DIRECTIONS:
Write out, word for word, every line from the one containing "pub fn create_router(state: AppState)" through the final line of the records.

SUPPLIED ENTRIES:
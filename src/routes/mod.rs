//! Route definitions for the auth service API

mod auth;

use axum::{routing::get, Router};
use tower_http::catch_panic::CatchPanicLayer;

use crate::handlers::health_check;
use crate::middleware::request_tracing;
use crate::state::AppState;

pub use auth::{auth_routes, protected_routes};

/// Full application router: `/health` plus the `/api/v1` API
pub fn create_router(state: AppState) -> Router {
    let api = Router::new()
        .merge(auth_routes())
        .merge(protected_routes(&state));

    let router = Router::new()
        .route("/health", get(health_check))
        .nest("/api/v1", api)
        .with_state(state);

    with_request_layers(router)
}

/// Panic recovery sits inside request tracing so a panicked request still
/// gets its 500 logged.
fn with_request_layers(router: Router) -> Router {
    router
        .layer(CatchPanicLayer::new())
        .layer(axum::middleware::from_fn(request_tracing))
}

RESPONSE TO THIS TASK:
pub fn create_router(state: AppState) -> Router {
    let api = Router::new()
        .merge(auth_routes())
        .merge(protected_routes(&state));

    let router = Router::new()
        .route("/health", get(health_check))
        .nest("/api/v1", api)
        .with_state(state);

    with_request_layers(router)
}

/// Panic recovery sits inside request tracing so a panicked request still
/// gets its 500 logged.
fn with_request_layers(router: Router) -> Router {
    router
        .layer(CatchPanicLayer::new())
        .layer(axum::middleware::from_fn(request_tracing))
}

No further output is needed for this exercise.